▸ What you should do
All that is wanted is a word-for-word copy of the data from its first line to the line containing "connection moves through", both included.

[Provided material]

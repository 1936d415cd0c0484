//! Connection lifecycle tracking.
//!
//! Maintains an in-memory map of live connections to remote identities and
//! per-peer failure history. Each connection moves through
//! `connecting -> connected -> disconnected`, or straight from `connecting`
//! to `disconnected` on failure or timeout. A disconnected connection is
//! dropped from the map; reconnecting creates a fresh [`ConnectionId`].

use std::collections::HashMap;
use std::sync::{Arc, Mutex, MutexGuard, PoisonError};
use std::time::{Duration, Instant};

use chrono::{DateTime, Utc};
use serde::{Deserialize, Serialize};
use tracing::{debug, info, warn};
use uuid::Uuid;

use pairsync_shared::IdentityId;

use crate::backoff::Backoff;
use crate::error::NetError;
use crate::observers::{ObserverList, Subscription};

#[derive(Debug, Clone, Copy, PartialEq, Eq, Hash, Serialize, Deserialize)]
pub struct ConnectionId(pub Uuid);

impl ConnectionId {
    pub fn new() -> Self {
        Self(Uuid::new_v4())
    }
}

impl Default for ConnectionId {
    fn default() -> Self {
        Self::new()
    }
}

impl std::fmt::Display for ConnectionId {
    fn fmt(&self, f: &mut std::fmt::Formatter<'_>) -> std::fmt::Result {
        write!(f, "{}", self.0)
    }
}

#[derive(Debug, Clone, Copy, PartialEq, Eq, Serialize, Deserialize)]
pub enum ConnectionState {
    Connecting,
    Connected,
    Disconnected,
}

/// Why a connection reached `disconnected`.
#[derive(Debug, Clone, PartialEq, Eq, Serialize, Deserialize)]
pub enum CloseReason {
    /// Orderly close by either side.
    Closed,
    /// Stayed in `connecting` past the connect timeout.
    Timeout,
    /// The transport reported an error.
    Failed(String),
}

/// A transport session to one remote identity.
#[derive(Debug, Clone)]
pub struct Connection {
    pub id: ConnectionId,
    pub remote: IdentityId,
    pub state: ConnectionState,
    /// Set once the connection is disconnected.
    pub close_reason: Option<CloseReason>,
    pub started_at: DateTime<Utc>,
    pub connected_at: Option<DateTime<Utc>>,
    started: Instant,
}

impl Connection {
    pub fn is_connected(&self) -> bool {
        self.state == ConnectionState::Connected
    }

    /// Time since the connection attempt began.
    pub fn age(&self) -> Duration {
        self.started.elapsed()
    }
}

/// What the registry remembers about a peer across connections.
#[derive(Debug, Clone, Default, PartialEq, Eq, Serialize, Deserialize)]
pub struct PeerHistory {
    /// Failed or timed-out attempts since the last successful connect.
    pub consecutive_failures: u32,
    pub last_failure_at: Option<DateTime<Utc>>,
    pub last_connected_at: Option<DateTime<Utc>>,
}

#[derive(Default)]
struct Inner {
    connections: HashMap<ConnectionId, Connection>,
    history: HashMap<IdentityId, PeerHistory>,
}

/// Tracks every connection attempt and live connection.
///
/// Cloning is cheap; clones share state and observers.
#[derive(Clone)]
pub struct ConnectionRegistry {
    inner: Arc<Mutex<Inner>>,
    opened: Arc<ObserverList<Connection>>,
    closed: Arc<ObserverList<Connection>>,
}

impl ConnectionRegistry {
    /// Create a new, empty registry.
    pub fn new() -> Self {
        Self {
            inner: Arc::new(Mutex::new(Inner::default())),
            opened: Arc::new(ObserverList::new()),
            closed: Arc::new(ObserverList::new()),
        }
    }

    fn lock(&self) -> MutexGuard<'_, Inner> {
        self.inner.lock().unwrap_or_else(PoisonError::into_inner)
    }

    // ------------------------------------------------------------------
    // Lifecycle
    // ------------------------------------------------------------------

    /// Record a new connection attempt to `remote`.
    pub fn begin_connect(&self, remote: IdentityId) -> ConnectionId {
        let id = ConnectionId::new();
        let connection = Connection {
            id,
            remote,
            state: ConnectionState::Connecting,
            close_reason: None,
            started_at: Utc::now(),
            connected_at: None,
            started: Instant::now(),
        };

        debug!(connection = %id, peer = %remote.short(), "Connection attempt started");
        self.lock().connections.insert(id, connection);
        id
    }

    /// `connecting -> connected`. Notifies opened observers.
    pub fn mark_connected(&self, id: ConnectionId) -> Result<Connection, NetError> {
        let connection = {
            let mut inner = self.lock();
            let connection = inner
                .connections
                .get_mut(&id)
                .ok_or(NetError::UnknownConnection(id))?;

            if connection.state != ConnectionState::Connecting {
                return Err(NetError::InvalidTransition {
                    id,
                    from: connection.state,
                    to: ConnectionState::Connected,
                });
            }

            let now = Utc::now();
            connection.state = ConnectionState::Connected;
            connection.connected_at = Some(now);
            let snapshot = connection.clone();

            let history = inner.history.entry(snapshot.remote).or_default();
            history.consecutive_failures = 0;
            history.last_connected_at = Some(now);
            snapshot
        };

        info!(connection = %id, peer = %connection.remote.short(), "Connection opened");
        self.opened.notify(&connection);
        Ok(connection)
    }

    /// Transport-level failure. Valid from either `connecting` or
    /// `connected`; counts toward the peer's failure streak.
    pub fn mark_failed(&self, id: ConnectionId, reason: CloseReason) -> Result<Connection, NetError> {
        self.disconnect(id, reason)
    }

    /// Orderly close of a connection.
    pub fn close(&self, id: ConnectionId) -> Result<Connection, NetError> {
        self.disconnect(id, CloseReason::Closed)
    }

    fn disconnect(&self, id: ConnectionId, reason: CloseReason) -> Result<Connection, NetError> {
        let connection = {
            let mut inner = self.lock();
            let mut connection = inner
                .connections
                .remove(&id)
                .ok_or(NetError::UnknownConnection(id))?;

            connection.state = ConnectionState::Disconnected;
            connection.close_reason = Some(reason.clone());

            if reason != CloseReason::Closed {
                let history = inner.history.entry(connection.remote).or_default();
                history.consecutive_failures = history.consecutive_failures.saturating_add(1);
                history.last_failure_at = Some(Utc::now());
            }
            connection
        };

        match &reason {
            CloseReason::Closed => {
                info!(connection = %id, peer = %connection.remote.short(), "Connection closed")
            }
            other => warn!(
                connection = %id,
                peer = %connection.remote.short(),
                reason = ?other,
                "Connection lost"
            ),
        }

        self.closed.notify(&connection);
        Ok(connection)
    }

    /// Expire attempts that have been `connecting` for at least `timeout`.
    ///
    /// Each expired attempt is disconnected with [`CloseReason::Timeout`] and
    /// reported as a [`NetError::ConnectionTimeout`] so callers can surface
    /// "peer unreachable".
    pub fn expire_stale(&self, timeout: Duration) -> Vec<NetError> {
        let stale: Vec<(ConnectionId, IdentityId, Duration)> = self
            .lock()
            .connections
            .values()
            .filter(|c| c.state == ConnectionState::Connecting && c.age() >= timeout)
            .map(|c| (c.id, c.remote, c.age()))
            .collect();

        let mut expired = Vec::new();
        for (id, remote, waited) in stale {
            if self.disconnect(id, CloseReason::Timeout).is_ok() {
                expired.push(NetError::ConnectionTimeout { remote, waited });
            }
        }
        expired
    }

    // ------------------------------------------------------------------
    // Observers
    // ------------------------------------------------------------------

    /// Called after a connection reaches `connected`.
    pub fn on_connection_opened<F>(&self, callback: F) -> Subscription
    where
        F: Fn(&Connection) + Send + Sync + 'static,
    {
        self.opened.subscribe(callback)
    }

    /// Called after a connection reaches `disconnected`, for any reason.
    pub fn on_connection_closed<F>(&self, callback: F) -> Subscription
    where
        F: Fn(&Connection) + Send + Sync + 'static,
    {
        self.closed.subscribe(callback)
    }

    // ------------------------------------------------------------------
    // Queries
    // ------------------------------------------------------------------

    /// Snapshot of every connection in state `connected`.
    pub fn active_connections(&self) -> Vec<Connection> {
        self.lock()
            .connections
            .values()
            .filter(|c| c.is_connected())
            .cloned()
            .collect()
    }

    /// Any live connection to `remote`.
    pub fn active_connection_to(&self, remote: &IdentityId) -> Option<Connection> {
        self.lock()
            .connections
            .values()
            .find(|c| c.is_connected() && &c.remote == remote)
            .cloned()
    }

    pub fn get(&self, id: ConnectionId) -> Option<Connection> {
        self.lock().connections.get(&id).cloned()
    }

    pub fn is_connected(&self, remote: &IdentityId) -> bool {
        self.active_connection_to(remote).is_some()
    }

    pub fn history(&self, remote: &IdentityId) -> PeerHistory {
        self.lock().history.get(remote).cloned().unwrap_or_default()
    }

    /// How long a caller should wait before dialing `remote` again.
    pub fn retry_delay(&self, remote: &IdentityId, backoff: &Backoff) -> Duration {
        backoff.delay(self.history(remote).consecutive_failures)
    }

    /// Number of connections in any non-terminal state.
    pub fn len(&self) -> usize {
        self.lock().connections.len()
    }

    pub fn is_empty(&self) -> bool {
        self.len() == 0
    }
}

impl Default for ConnectionRegistry {
    fn default() -> Self {
        Self::new()
    }
}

[/Provided material]

▸ Finished exercise
repository 1936d415cd0c0484
//! Connection lifecycle tracking.
//!
//! Maintains an in-memory map of live connections to remote identities and
//! per-peer failure history. Each connection moves through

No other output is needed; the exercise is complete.